Would you retype exactly the lines from the one containing "assert_eq!(character.abilities.len(), 4);" through the last line of the records below, and nothing else?

─── Input ───

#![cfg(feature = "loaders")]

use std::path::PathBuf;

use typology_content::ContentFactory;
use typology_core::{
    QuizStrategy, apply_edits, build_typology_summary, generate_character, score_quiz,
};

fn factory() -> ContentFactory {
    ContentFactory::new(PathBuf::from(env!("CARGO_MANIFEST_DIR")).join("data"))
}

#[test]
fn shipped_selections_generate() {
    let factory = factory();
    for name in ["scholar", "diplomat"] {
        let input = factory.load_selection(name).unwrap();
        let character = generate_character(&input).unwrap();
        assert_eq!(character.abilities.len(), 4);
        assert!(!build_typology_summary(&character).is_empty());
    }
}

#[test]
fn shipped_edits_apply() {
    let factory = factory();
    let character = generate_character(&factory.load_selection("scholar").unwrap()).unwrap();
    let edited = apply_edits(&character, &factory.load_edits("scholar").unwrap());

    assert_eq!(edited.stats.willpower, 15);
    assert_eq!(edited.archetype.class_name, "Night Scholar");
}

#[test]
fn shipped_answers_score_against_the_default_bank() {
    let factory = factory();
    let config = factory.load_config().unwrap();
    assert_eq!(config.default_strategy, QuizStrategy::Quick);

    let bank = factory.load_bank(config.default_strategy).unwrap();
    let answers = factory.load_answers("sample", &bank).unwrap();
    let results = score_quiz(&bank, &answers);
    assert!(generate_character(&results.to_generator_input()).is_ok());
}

───

# Reply to the exercise
        assert_eq!(character.abilities.len(), 4);
        assert!(!build_typology_summary(&character).is_empty());
    }
}

#[test]
fn shipped_edits_apply() {
    let factory = factory();
    let character = generate_character(&factory.load_selection("scholar").unwrap()).unwrap();
    let edited = apply_edits(&character, &factory.load_edits("scholar").unwrap());

    assert_eq!(edited.stats.willpower, 15);
    assert_eq!(edited.archetype.class_name, "Night Scholar");
}

#[test]
fn shipped_answers_score_against_the_default_bank() {
    let factory = factory();
    let config = factory.load_config().unwrap();
    assert_eq!(config.default_strategy, QuizStrategy::Quick);

    let bank = factory.load_bank(config.default_strategy).unwrap();
    let answers = factory.load_answers("sample", &bank).unwrap();
    let results = score_quiz(&bank, &answers);
    assert!(generate_character(&results.to_generator_input()).is_ok());
}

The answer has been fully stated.